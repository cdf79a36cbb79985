//! Sequence records and FASTA loading.
//!
//! ## Modules
//!
//! - [`io`]: FASTA file reading and parsing
//!
//! ## Examples
//!
//! ```rust
//! use orfscan_core::sequence::parse_fasta_sequences;
//!
//! let loaded = parse_fasta_sequences(">contig_1|len=8\nATCG\nGCTA\n")?;
//! assert_eq!(loaded.records[0].id, "contig_1");
//! assert_eq!(loaded.records[0].sequence, b"ATCGGCTA");
//! # Ok::<(), orfscan_core::types::OrfScanError>(())
//! ```

pub mod io;

pub use io::*;

/// One loaded nucleotide sequence.
#[derive(Debug, Clone, PartialEq, Eq)]
pub struct SequenceRecord {
    /// Header text after `>` up to the first `|`
    pub id: String,
    /// Concatenated sequence lines, verbatim
    pub sequence: Vec<u8>,
}

impl SequenceRecord {
    pub fn new(id: impl Into<String>, sequence: impl Into<Vec<u8>>) -> Self {
        Self {
            id: id.into(),
            sequence: sequence.into(),
        }
    }

    #[must_use]
    pub fn len(&self) -> usize {
        self.sequence.len()
    }

    #[must_use]
    pub fn is_empty(&self) -> bool {
        self.sequence.is_empty()
    }
}
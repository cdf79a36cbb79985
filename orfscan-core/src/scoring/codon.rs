use crate::constants::{PREFERRED_START_CODON, SECONDARY_START_CODON};

/// Start codon preference: +1 for `ATG`, -1 for `GTG`, 0 for anything else.
///
/// A pure lookup; malformed input is not an error.
///
/// ```rust
/// use orfscan_core::scoring::score_codon;
///
/// assert_eq!(score_codon(b"ATG"), 1);
/// assert_eq!(score_codon(b"GTG"), -1);
/// assert_eq!(score_codon(b"TTG"), 0);
/// ```
#[must_use]
pub fn score_codon(codon: &[u8]) -> i32 {
    if codon == PREFERRED_START_CODON {
        1
    } else if codon == SECONDARY_START_CODON {
        -1
    } else {
        0
    }
}

#[cfg(test)]
mod tests {
    use super::*;

    #[test]
    fn test_start_codon_preferences() {
        assert_eq!(score_codon(b"ATG"), 1);
        assert_eq!(score_codon(b"GTG"), -1);
    }

    #[test]
    fn test_other_codons_score_zero() {
        let codons: [&[u8]; 7] = [b"TTG", b"TAA", b"CCC", b"atg", b"AT", b"ATGA", b""];
        for codon in codons {
            assert_eq!(score_codon(codon), 0, "codon {:?}", codon);
        }
    }
}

○ ○ ○ ○ ○ ○ ○

◆ Work instructions ◆
Nothing may be left out: return each entry exactly as it reads.

◆ Result below ◆
repository cdf79a36cbb79985
//! Sequence records and FASTA loading.
//!
//! ## Modules
//!
//! - [`io`]: FASTA file reading and parsing
//!
//! ## Examples
//!
//! ```rust
//! use orfscan_core::sequence::parse_fasta_sequences;
//!
//! let loaded = parse_fasta_sequences(">contig_1|len=8\nATCG\nGCTA\n")?;
//! assert_eq!(loaded.records[0].id, "contig_1");
//! assert_eq!(loaded.records[0].sequence, b"ATCGGCTA");
//! # Ok::<(), orfscan_core::types::OrfScanError>(())
//! ```

pub mod io;

pub use io::*;

/// One loaded nucleotide sequence.
#[derive(Debug, Clone, PartialEq, Eq)]
pub struct SequenceRecord {
    /// Header text after `>` up to the first `|`
    pub id: String,
    /// Concatenated sequence lines, verbatim
    pub sequence: Vec<u8>,
}

impl SequenceRecord {
    pub fn new(id: impl Into<String>, sequence: impl Into<Vec<u8>>) -> Self {
        Self {
            id: id.into(),
            sequence: sequence.into(),
        }
    }

    #[must_use]
    pub fn len(&self) -> usize {
        self.sequence.len()
    }

    #[must_use]
    pub fn is_empty(&self) -> bool {
        self.sequence.is_empty()
    }
}
repository cdf79a36cbb79985
filename orfscan-core/src/scoring/codon.rs
use crate::constants::{PREFERRED_START_CODON, SECONDARY_START_CODON};

/// Start codon preference: +1 for `ATG`, -1 for `GTG`, 0 for anything else.
///
/// A pure lookup; malformed input is not an error.
///
/// ```rust
/// use orfscan_core::scoring::score_codon;
///
/// assert_eq!(score_codon(b"ATG"), 1);
/// assert_eq!(score_codon(b"GTG"), -1);
/// assert_eq!(score_codon(b"TTG"), 0);
/// ```
#[must_use]
pub fn score_codon(codon: &[u8]) -> i32 {
    if codon == PREFERRED_START_CODON {
        1
    } else if codon == SECONDARY_START_CODON {
        -1
    } else {
        0
    }
}

#[cfg(test)]
mod tests {
    use super::*;

    #[test]
    fn test_start_codon_preferences() {
        assert_eq!(score_codon(b"ATG"), 1);
        assert_eq!(score_codon(b"GTG"), -1);
    }

    #[test]
    fn test_other_codons_score_zero() {
        let codons: [&[u8]; 7] = [b"TTG", b"TAA", b"CCC", b"atg", b"AT", b"ATGA", b""];
        for codon in codons {
            assert_eq!(score_codon(codon), 0, "codon {:?}", codon);
        }
    }
}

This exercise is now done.